Il saluto delle Giornate degli Autori a Laurent Cantet, regista e sceneggiatore che nel 2015 è stato Presidente della giuria 27 Times Cinema
Le nostre strade si sono incrociate per la prima volta nel 2014 quando il suo Retour à Ithaque vinse all’unanimità la prima edizione competitiva delle Giornate. La giuria, composta da 27 giovani spettatori di altrettanti paesi d’Europa e presieduta da Diego Lerman, volle che la motivazione recitasse: “Con un luogo e un tempo delimitato, il regista riesce a realizzare un racconto emotivo e complesso su come affrontare i segreti del passato”.

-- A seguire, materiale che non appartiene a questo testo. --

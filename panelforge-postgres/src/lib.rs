//! Implement `panelforge_core::DbConn` by way of the `tokio-postgres` crate.

use futures::executor::block_on;
use panelforge_core::{DbConn, DbType, DbValue, Error};
use postgres_types;

/// A wrapping of `tokio_postgres::Client` that implements
/// `panelforge_core::DbConn`.
///
pub struct PgConn(tokio_postgres::Client);

impl PgConn {
    pub fn new(client: tokio_postgres::Client) -> Self {
        Self(client)
    }

    fn error(&self, err: &tokio_postgres::error::Error) -> Error {
        let _ = self.rollback();
        Error::persistence(err.code().map(|c| c.code()), err)
    }
}

macro_rules! from_values {
    ($values:expr) => {
        &$values
            .iter()
            .map(|val| match val {
                DbValue::Float(v) => v as &(dyn postgres_types::ToSql + Sync),
                DbValue::Int(v) => v as &(dyn postgres_types::ToSql + Sync),
                DbValue::Text(v) => v as &(dyn postgres_types::ToSql + Sync),
                DbValue::NulFloat(v) => v as &(dyn postgres_types::ToSql + Sync),
                DbValue::NulInt(v) => v as &(dyn postgres_types::ToSql + Sync),
                DbValue::NulText(v) => v as &(dyn postgres_types::ToSql + Sync),
            })
            .collect::<Vec<_>>()[..]
    };
}

impl DbConn for PgConn {
    fn exec(&self, sql: &str, vals: &[DbValue]) -> Result<usize, Error> {
        match block_on(self.0.execute(sql, from_values!(vals))) {
            Ok(i) => Ok(i as usize),
            Err(e) => Err(self.error(&e)),
        }
    }

    fn query(
        &self,
        sql: &str,
        values: &[DbValue],
        types: &[DbType],
    ) -> Result<Vec<Vec<DbValue>>, Error> {
        match block_on(self.0.query(sql, from_values!(values))) {
            Ok(pg_rows) => {
                let mut rows = Vec::new();
                for pg_row in pg_rows {
                    let mut row = Vec::new();
                    for (ix, typ) in types.iter().enumerate() {
                        row.push(match typ {
                            DbType::Float => DbValue::Float(match pg_row.try_get::<_, f64>(ix) {
                                Ok(val) => val,
                                Err(e) => return Err(self.error(&e)),
                            }),
                            DbType::Int => DbValue::Int(match pg_row.try_get::<_, i64>(ix) {
                                Ok(val) => val,
                                Err(e) => return Err(self.error(&e)),
                            }),
                            DbType::Text => {
                                DbValue::Text(match pg_row.try_get::<_, String>(ix) {
                                    Ok(val) => val,
                                    Err(e) => return Err(self.error(&e)),
                                })
                            }
                            DbType::NulFloat => {
                                DbValue::NulFloat(match pg_row.try_get::<_, Option<f64>>(ix) {
                                    Ok(val) => val,
                                    Err(e) => return Err(self.error(&e)),
                                })
                            }
                            DbType::NulInt => {
                                DbValue::NulInt(match pg_row.try_get::<_, Option<i64>>(ix) {
                                    Ok(val) => val,
                                    Err(e) => return Err(self.error(&e)),
                                })
                            }
                            DbType::NulText => {
                                DbValue::NulText(match pg_row.try_get::<_, Option<String>>(ix) {
                                    Ok(val) => val,
                                    Err(e) => return Err(self.error(&e)),
                                })
                            }
                        });
                    }
                    rows.push(row);
                }
                Ok(rows)
            }
            Err(e) => Err(self.error(&e)),
        }
    }
}
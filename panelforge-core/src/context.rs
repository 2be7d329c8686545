//! `Context` carries one request through its handler chain: the inbound
//! request data, the response being built up, a bag of arbitrary
//! handler-to-handler values, and a cursor driving `next()`/`abort()`.
//!
use crate::path::Method;
use crate::session::SessionIf;
use crate::{Error, Flash};
use std::any::Any;
use std::collections::HashMap;

/// The body of an inbound request, already decoded by the adapter.
///
#[derive(Clone, Debug, Default)]
pub struct RequestData {
    pub method: Method,
    pub path: String,
    pub route_params: HashMap<String, String>,
    pub query_params: HashMap<String, String>,
    pub form_params: HashMap<String, String>,
    pub headers: HashMap<String, String>,
    pub body: Vec<u8>,
}

impl RequestData {
    /// `route_params`, falling back to `query_params`, falling back to
    /// `form_params` -- the same precedence order the handler chain uses
    /// when a handler asks for "the" value of a parameter without caring
    /// which part of the request it came from.
    ///
    pub fn param(&self, name: &str) -> Option<&str> {
        self.route_params
            .get(name)
            .or_else(|| self.query_params.get(name))
            .or_else(|| self.form_params.get(name))
            .map(|s| s.as_str())
    }
}

/// The response being assembled by the handler chain. The adapter reads this
/// back out once the chain completes or aborts.
///
#[derive(Clone, Debug)]
pub struct ResponseData {
    pub status: u16,
    pub headers: HashMap<String, String>,
    pub body: Vec<u8>,
}

impl Default for ResponseData {
    fn default() -> Self {
        Self { status: 200, headers: HashMap::new(), body: Vec::new() }
    }
}

impl ResponseData {
    pub fn set_body(&mut self, body: impl Into<Vec<u8>>) {
        self.body = body.into();
    }

    pub fn set_status(&mut self, status: u16) {
        self.status = status;
    }

    pub fn set_header(&mut self, name: impl Into<String>, value: impl Into<String>) {
        self.headers.insert(name.into(), value.into());
    }
}

/// One request's state as it moves through a handler chain.
///
/// A handler receives `&mut Context` and must call
/// [`next()`](#method.next) to invoke the remainder of the chain, or
/// [`abort()`](#method.abort) to stop it early (e.g. after writing an error
/// response). A handler that does neither silently truncates the chain --
/// matching the common `Context.Next()` convention rather than treating
/// "fell off the end" as an error.
///
pub struct Context {
    pub request: RequestData,
    pub response: ResponseData,
    pub session: SessionIf,
    values: HashMap<String, Box<dyn Any + Send>>,
    chain: Vec<std::sync::Arc<dyn Fn(&mut Context) + Send + Sync>>,
    cursor: usize,
    aborted: bool,
    error: Option<Error>,
}

impl Context {
    pub fn new(
        request: RequestData,
        session: SessionIf,
        chain: Vec<std::sync::Arc<dyn Fn(&mut Context) + Send + Sync>>,
    ) -> Self {
        Self {
            request,
            response: ResponseData::default(),
            session,
            values: HashMap::new(),
            chain,
            cursor: 0,
            aborted: false,
            error: None,
        }
    }

    /// Run the chain from the beginning. Returns the error, if any, left by
    /// [`set_error()`](#method.set_error).
    ///
    pub fn run(&mut self) -> Result<(), Error> {
        self.next();
        match self.error.take() {
            Some(e) => Err(e),
            None => Ok(()),
        }
    }

    /// Invoke the next handler in the chain, if any and if the chain has not
    /// been [aborted](#method.abort). Idempotent once the chain is
    /// exhausted or aborted -- calling `next()` again is a no-op, so a
    /// handler that calls `next()` more than once by mistake does not
    /// re-run the remainder of the chain.
    ///
    pub fn next(&mut self) {
        if self.aborted {
            return;
        }
        if self.cursor >= self.chain.len() {
            return;
        }
        let handler = self.chain[self.cursor].clone();
        self.cursor += 1;
        handler(self);
    }

    /// Stop the chain: no later handler, and no remaining call to
    /// [`next()`](#method.next) from a handler still on the stack, will run.
    ///
    pub fn abort(&mut self) {
        self.aborted = true;
    }

    pub fn is_aborted(&self) -> bool {
        self.aborted
    }

    /// Record an error to be returned by [`run()`](#method.run) and abort the
    /// chain. Typically followed by the handler writing an error response
    /// itself, since `run()`'s caller (the adapter) only sees the error, not
    /// this context's body.
    ///
    pub fn set_error(&mut self, error: Error) {
        self.error = Some(error);
        self.abort();
    }

    /// Stash `value` under `key` for later handlers (or the adapter) to
    /// retrieve with [`get::<T>()`](#method.get).
    ///
    pub fn set<T: Send + 'static>(&mut self, key: &str, value: T) {
        self.values.insert(key.to_string(), Box::new(value));
    }

    /// Retrieve a value stashed with [`set()`](#method.set). Returns `None`
    /// if absent or if it was stored under a different type.
    ///
    pub fn get<T: 'static>(&self, key: &str) -> Option<&T> {
        self.values.get(key).and_then(|v| v.downcast_ref::<T>())
    }

    /// A [`Flash`](../flash/struct.Flash.html) bound to this context's
    /// session.
    ///
    pub fn flash(&self) -> Flash {
        Flash::new(self.session.clone())
    }
}

#[cfg(test)]
mod tests {
    use super::*;
    use crate::session::MemorySessionStore;
    use std::sync::{Arc, Mutex};

    fn ctx(chain: Vec<std::sync::Arc<dyn Fn(&mut Context) + Send + Sync>>) -> Context {
        Context::new(
            RequestData::default(),
            SessionIf::new(Arc::new(MemorySessionStore::new())),
            chain,
        )
    }

    #[test]
    fn chain_runs_in_order_when_each_calls_next() {
        let log = Arc::new(Mutex::new(Vec::new()));
        let a = log.clone();
        let b = log.clone();
        let mut c = ctx(vec![
            Arc::new(move |c: &mut Context| {
                a.lock().unwrap().push(1);
                c.next();
            }),
            Arc::new(move |_c: &mut Context| {
                b.lock().unwrap().push(2);
            }),
        ]);
        c.run().unwrap();
        assert_eq!(*log.lock().unwrap(), vec![1, 2]);
    }

    #[test]
    fn handler_that_skips_next_truncates_chain() {
        let log = Arc::new(Mutex::new(Vec::new()));
        let b = log.clone();
        let mut c = ctx(vec![
            Arc::new(move |_c: &mut Context| {}),
            Arc::new(move |_c: &mut Context| {
                b.lock().unwrap().push("should not run");
            }),
        ]);
        c.run().unwrap();
        assert!(log.lock().unwrap().is_empty());
    }

    #[test]
    fn abort_stops_chain_and_later_next_is_noop() {
        let log = Arc::new(Mutex::new(Vec::new()));
        let b = log.clone();
        let mut c = ctx(vec![
            Arc::new(move |c: &mut Context| {
                c.abort();
                c.next();
                c.next();
            }),
            Arc::new(move |_c: &mut Context| {
                b.lock().unwrap().push("should not run");
            }),
        ]);
        c.run().unwrap();
        assert!(log.lock().unwrap().is_empty());
        assert!(c.is_aborted());
    }

    #[test]
    fn set_error_surfaces_from_run() {
        let mut c = ctx(vec![Arc::new(|c: &mut Context| {
            c.set_error(Error::not_found("thing/1"));
        })]);
        let err = c.run().unwrap_err();
        assert!(crate::is_error!(err, NotFound("thing/1")));
    }

    #[test]
    fn values_round_trip_by_type() {
        let mut c = ctx(vec![]);
        c.set("count", 3u32);
        assert_eq!(c.get::<u32>("count"), Some(&3));
        assert_eq!(c.get::<String>("count"), None);
    }
}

Laurent Cantet approdò alle Giornate, sei anni dopo la Palma d’Oro per Entre les murs, con la timidezza e l’umiltà che solo i grandi riescono a provare e mostrare. Scopriva la sezione autonoma della Mostra, voluta dalle associazioni degli autori italiani, con l’entusiasmo dolce di un ragazzo alla sua prima volta. Ci piacemmo subito e senza riserve, tanto che l’anno dopo accettò con entusiasmo la proposta di tornare con noi come Presidente della giuria. Oggi che non c’è più accogliamo la notizia con tristezza e sgomento, come accade quando un amico e un giovane Maestro ci lascia, d’un colpo, più soli.
Ci siamo rivisti a Cannes nel 2017 quando il suo collaboratore e amico Robin Campillo vinceva il Grand Prix con l’emozionante BPM – 120 battements par minute al cui esito Laurent aveva contribuito e che festeggiò come se la vittoria fosse stata sua. Negli stessi giorni lui stava nella selezione di Un Certain Regard con L’Atélier. “Non è un film da concorso”, ci disse, “ma sono felice di confermare con questo lavoro la mia idea di cinema, un cantiere aperto in cui far entrare lo spettatore per renderlo partecipe di una crescita e formazione che mi ha coinvolto insieme ai giovani studenti di La Ciotat con cui per mesi ho diviso sogni, fatica, ricerca dell’espressione personale”.
Più di recente le nostre strade si sono incrociate ancora, compagni di festival, spettatori emozionati davanti a film di altri per cui Laurent aveva curiosità, entusiasmo, generosità. Perché questa era la sua inimitabile cifra personale, la voglia di essere vicino a chi comincia, a chi si batte per le cause belle, a chi non ha voce e avrebbe invece il diritto di essere ascoltato. Si tratti di un cubano in cerca di libertà, di un sans papier senza diritti, di un civile senza difese o di un ostaggio in terra di Palestina. In questo mestiere incrociamo artisti, creatori, intellettuali. Talvolta, però, ci restano nel cuore i loro tratti di umanità e dolcezza, prima ancora dei loro talenti. Proprio questo valore porteremo dentro di noi pensando a Laurent Cantet.